The alternative seems pretty straightforward and simple. What is the rationale behind multiplying by 4a?

8. Murray says:

@elayarajah0 and Hope: The “multiply by 4a” step is there to give us a perfect square (4a2x2) in the first term.

Similarly, the “+ b2” is there to give us a perfect square in the 3rd term.

The result – all of the left hand side is a perfect square and can be easily factored.

9. Jemal Kemal Nigo says:

I like the alternative method to solve the quadiratic equation. It makes to see that there exists different methods to solve quadratic equations. for its rationale, one has to search. we have not only to ask for every thing. We have also to add some thing to the problem as our own contribution. By the way I am also always try to find an alternative methods for solving different Mathematical entities and even try to formulate different mathematical rules. I may join you if possible
thank you.

10. Murray says:

@Jemal: It’s great that you try to solve things using alternative methods. This is a good way to really understand something – and to advance mathematics.

11. Omari Ngondo says:

Thanks Murray

12. Chad Walls - Math Tutor says:

I like the first method best.

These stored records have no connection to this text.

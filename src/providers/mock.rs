use std::sync::Mutex;
use std::time::Duration;

use anyhow::{anyhow, Result};
use async_trait::async_trait;
use futures::StreamExt;

use super::base::{Provider, TextStream};

/// A mock provider that replays pre-configured deltas, optionally paced with
/// tokio sleeps so paused-clock tests observe exact timings
pub struct MockProvider {
    deltas: Vec<String>,
    first_delay: Duration,
    delta_delay: Duration,
    completions: Mutex<Vec<Result<String, String>>>,
    fail_stream: Option<String>,
    models: Mutex<Vec<String>>,
}

impl MockProvider {
    pub fn new(deltas: Vec<&str>) -> Self {
        Self {
            deltas: deltas.into_iter().map(str::to_string).collect(),
            first_delay: Duration::ZERO,
            delta_delay: Duration::ZERO,
            completions: Mutex::new(Vec::new()),
            fail_stream: None,
            models: Mutex::new(Vec::new()),
        }
    }

    pub fn with_delays(mut self, first: Duration, between: Duration) -> Self {
        self.first_delay = first;
        self.delta_delay = between;
        self
    }

    pub fn with_completion(self, reply: Result<&str, &str>) -> Self {
        self.completions
            .lock()
            .unwrap()
            .push(reply.map(str::to_string).map_err(str::to_string));
        self
    }

    pub fn failing_stream(mut self, message: &str) -> Self {
        self.fail_stream = Some(message.to_string());
        self
    }

    /// Models named by every call so far, in order
    pub fn requested_models(&self) -> Vec<String> {
        self.models.lock().unwrap().clone()
    }
}

#[async_trait]
impl Provider for MockProvider {
    async fn complete(&self, model: &str, _prompt: &str) -> Result<String> {
        self.models.lock().unwrap().push(model.to_string());
        tokio::time::sleep(self.first_delay).await;
        let mut completions = self.completions.lock().unwrap();
        if completions.is_empty() {
            Ok(String::new())
        } else {
            completions.remove(0).map_err(|e| anyhow!(e))
        }
    }

    async fn stream(&self, model: &str, _prompt: &str) -> Result<TextStream> {
        self.models.lock().unwrap().push(model.to_string());
        if let Some(message) = &self.fail_stream {
            return Err(anyhow!(message.clone()));
        }

        let first = self.first_delay;
        let between = self.delta_delay;
        let stream = futures::stream::iter(self.deltas.clone().into_iter().enumerate()).then(
            move |(i, delta)| async move {
                let delay = if i == 0 { first } else { between };
                tokio::time::sleep(delay).await;
                Ok::<_, anyhow::Error>(delta)
            },
        );
        Ok(Box::pin(stream))
    }
}
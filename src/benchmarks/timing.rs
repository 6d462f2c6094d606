//! Timestamp bookkeeping for the benchmarks.
//!
//! All instants come from `tokio::time::Instant`, which is monotonic and
//! follows the paused test clock.

use std::time::Duration;

use tokio::time::Instant;
use tracing::debug;

/// Characters per estimated token.
pub const CHARS_PER_TOKEN: usize = 4;

/// Rough token estimate: one token for every four characters, rounded up.
pub fn estimate_tokens(text: &str) -> usize {
    text.chars().count().div_ceil(CHARS_PER_TOKEN)
}

#[derive(Debug, Clone, Copy)]
pub struct Stopwatch {
    started: Instant,
}

impl Stopwatch {
    pub fn start() -> Self {
        Self {
            started: Instant::now(),
        }
    }

    pub fn elapsed(&self) -> Duration {
        self.started.elapsed()
    }
}

/// Follows a token stream: remembers when the first non-empty delta arrived
/// and accumulates the generated text.
#[derive(Debug)]
pub struct StreamTracker {
    start: Instant,
    first_token: Option<Instant>,
    text: String,
}

impl StreamTracker {
    pub fn start() -> Self {
        Self {
            start: Instant::now(),
            first_token: None,
            text: String::new(),
        }
    }

    pub fn observe(&mut self, delta: &str) {
        if delta.is_empty() {
            return;
        }
        if self.first_token.is_none() {
            let now = Instant::now();
            debug!(ttft_ms = (now - self.start).as_millis() as u64, "first token");
            self.first_token = Some(now);
        }
        self.text.push_str(delta);
    }

    pub fn text(&self) -> &str {
        &self.text
    }

    pub fn finish(self) -> TokenMetrics {
        let end = Instant::now();
        TokenMetrics::from_marks(
            self.start,
            self.first_token,
            end,
            estimate_tokens(&self.text),
        )
    }
}

#[derive(Debug, Clone, PartialEq)]
pub struct TokenMetrics {
    pub ttft: Duration,
    pub total: Duration,
    /// Window from first token (or start, if none arrived) to end
    pub generation: Duration,
    pub estimated_tokens: usize,
    pub tokens_per_second: f64,
    pub simulated: bool,
}

impl TokenMetrics {
    pub fn from_marks(
        start: Instant,
        first_token: Option<Instant>,
        end: Instant,
        estimated_tokens: usize,
    ) -> Self {
        let first = first_token.unwrap_or(start);
        let ttft = first_token.map(|t| t - start).unwrap_or(Duration::ZERO);
        let generation = end.saturating_duration_since(first);

        Self {
            ttft,
            total: end.saturating_duration_since(start),
            generation,
            estimated_tokens,
            tokens_per_second: rate(estimated_tokens, generation),
            simulated: false,
        }
    }

    pub fn simulated(ttft: Duration, total: Duration, tokens_per_second: f64) -> Self {
        Self {
            ttft,
            total,
            generation: total.saturating_sub(ttft),
            estimated_tokens: 0,
            tokens_per_second,
            simulated: true,
        }
    }
}

fn rate(tokens: usize, window: Duration) -> f64 {
    let secs = window.as_secs_f64();
    if secs > 0.0 {
        tokens as f64 / secs
    } else {
        0.0
    }
}

/// Phase breakdown of one agent task
#[derive(Debug, Clone, Copy, PartialEq, Eq)]
pub struct AgentTiming {
    pub thinking: Duration,
    pub setup: Duration,
    pub execution: Duration,
}

impl AgentTiming {
    pub fn total(&self) -> Duration {
        self.thinking + self.setup + self.execution
    }
}

/// One row of the environment comparison table
#[derive(Debug, Clone, PartialEq, Eq)]
pub struct EnvironmentRow {
    pub name: String,
    pub setup: Duration,
    pub execution: Duration,
}

impl EnvironmentRow {
    pub fn new(name: impl Into<String>, setup: Duration, execution: Duration) -> Self {
        Self {
            name: name.into(),
            setup,
            execution,
        }
    }

    pub fn total(&self) -> Duration {
        self.setup + self.execution
    }
}

#[cfg(test)]
mod tests {
    use super::*;

    #[test]
    fn test_estimate_tokens_rounds_up() {
        assert_eq!(estimate_tokens(""), 0);
        assert_eq!(estimate_tokens("a"), 1);
        assert_eq!(estimate_tokens("abcd"), 1);
        assert_eq!(estimate_tokens("abcde"), 2);
        assert_eq!(estimate_tokens("Once upon a time"), 4);
    }

    #[test]
    fn test_estimate_tokens_counts_chars_not_bytes() {
        // 4 chars, 12 bytes
        assert_eq!(estimate_tokens("時計の針"), 1);
    }

    #[tokio::test(start_paused = true)]
    async fn test_metrics_from_marks() {
        let start = Instant::now();
        let first = start + Duration::from_millis(250);
        let end = start + Duration::from_millis(2250);

        let metrics = TokenMetrics::from_marks(start, Some(first), end, 100);
        assert_eq!(metrics.ttft, Duration::from_millis(250));
        assert_eq!(metrics.total, Duration::from_millis(2250));
        assert_eq!(metrics.generation, Duration::from_secs(2));
        assert_eq!(metrics.tokens_per_second, 50.0);
        assert!(!metrics.simulated);
    }

    #[tokio::test(start_paused = true)]
    async fn test_metrics_without_first_token() {
        let start = Instant::now();
        let end = start + Duration::from_secs(1);

        let metrics = TokenMetrics::from_marks(start, None, end, 0);
        assert_eq!(metrics.ttft, Duration::ZERO);
        assert_eq!(metrics.generation, Duration::from_secs(1));
        assert_eq!(metrics.tokens_per_second, 0.0);
    }

    #[tokio::test(start_paused = true)]
    async fn test_zero_generation_window_has_zero_rate() {
        let start = Instant::now();
        let metrics = TokenMetrics::from_marks(start, Some(start), start, 12);
        assert_eq!(metrics.generation, Duration::ZERO);
        assert_eq!(metrics.tokens_per_second, 0.0);
    }

    #[tokio::test(start_paused = true)]
    async fn test_tracker_marks_first_non_empty_delta() {
        let mut tracker = StreamTracker::start();
        tokio::time::sleep(Duration::from_millis(100)).await;
        tracker.observe("");
        tokio::time::sleep(Duration::from_millis(200)).await;
        tracker.observe("Tick ");
        tokio::time::sleep(Duration::from_millis(700)).await;
        tracker.observe("tock");

        assert_eq!(tracker.text(), "Tick tock");
        let metrics = tracker.finish();
        assert_eq!(metrics.ttft, Duration::from_millis(300));
        assert_eq!(metrics.total, Duration::from_millis(1000));
        assert_eq!(metrics.estimated_tokens, 3);
        assert!((metrics.tokens_per_second - 3.0 / 0.7).abs() < 1e-9);
    }

    #[test]
    fn test_simulated_metrics() {
        let metrics =
            TokenMetrics::simulated(Duration::from_millis(500), Duration::from_secs(2), 50.0);
        assert!(metrics.simulated);
        assert_eq!(metrics.generation, Duration::from_millis(1500));
        assert_eq!(metrics.tokens_per_second, 50.0);
    }

    #[test]
    fn test_agent_and_environment_totals() {
        let timing = AgentTiming {
            thinking: Duration::from_millis(400),
            setup: Duration::from_millis(900),
            execution: Duration::from_millis(1700),
        };
        assert_eq!(timing.total(), Duration::from_secs(3));

        let row = EnvironmentRow::new(
            "Browserbase (Cloud Reference)",
            Duration::from_millis(500),
            Duration::from_millis(1800),
        );
        assert_eq!(row.total(), Duration::from_millis(2300));
    }
}
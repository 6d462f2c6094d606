use std::fmt;
use std::str::FromStr;

use anyhow::Result;
use async_trait::async_trait;
use futures::stream::BoxStream;

use crate::errors::ModelIdError;

/// Text deltas in arrival order. Ends when the provider signals completion.
pub type TextStream = BoxStream<'static, Result<String>>;

/// Base trait for hosted model providers
#[async_trait]
pub trait Provider: Send + Sync {
    /// Single-shot completion of `prompt`, returning the full reply text
    async fn complete(&self, model: &str, prompt: &str) -> Result<String>;

    /// Streamed completion of `prompt`
    async fn stream(&self, model: &str, prompt: &str) -> Result<TextStream>;
}

#[derive(Debug, Clone, Copy, PartialEq, Eq)]
pub enum ProviderKind {
    Groq,
}

impl ProviderKind {
    pub fn name(&self) -> &'static str {
        match self {
            ProviderKind::Groq => "groq",
        }
    }
}

impl fmt::Display for ProviderKind {
    fn fmt(&self, f: &mut fmt::Formatter<'_>) -> fmt::Result {
        f.write_str(self.name())
    }
}

/// A `provider:model` pair such as `groq:llama-3.3-70b-versatile`.
#[derive(Debug, Clone, PartialEq, Eq)]
pub struct ModelId {
    pub provider: ProviderKind,
    pub model: String,
}

impl FromStr for ModelId {
    type Err = ModelIdError;

    // The provider is checked before the model name so that `openai` alone
    // reports the unsupported provider rather than a formatting problem.
    fn from_str(s: &str) -> Result<Self, Self::Err> {
        let (provider, model) = match s.split_once(':') {
            Some((provider, model)) => (provider.trim(), Some(model.trim())),
            None => (s.trim(), None),
        };

        let provider = match provider {
            "groq" => ProviderKind::Groq,
            "" => return Err(ModelIdError::Malformed(s.to_string())),
            other => return Err(ModelIdError::UnsupportedProvider(other.to_string())),
        };

        match model {
            Some(model) if !model.is_empty() => Ok(Self {
                provider,
                model: model.to_string(),
            }),
            _ => Err(ModelIdError::Malformed(s.to_string())),
        }
    }
}

impl fmt::Display for ModelId {
    fn fmt(&self, f: &mut fmt::Formatter<'_>) -> fmt::Result {
        write!(f, "{}:{}", self.provider, self.model)
    }
}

As a high school math tutor I have completed the square and used the quadratic formula to solve for the zeros numerous times but have actually never had to derive the quadratic formula. I find this actually quite interesting and think I could use it as I tutor to help students bother remember how to complete the squares and memorize the quadratic formula. Thanks!

13. nicy12 says:

it really helps me a lot considering that it is very hard to understand the first process or derivation. now, i understand how it works. thanks!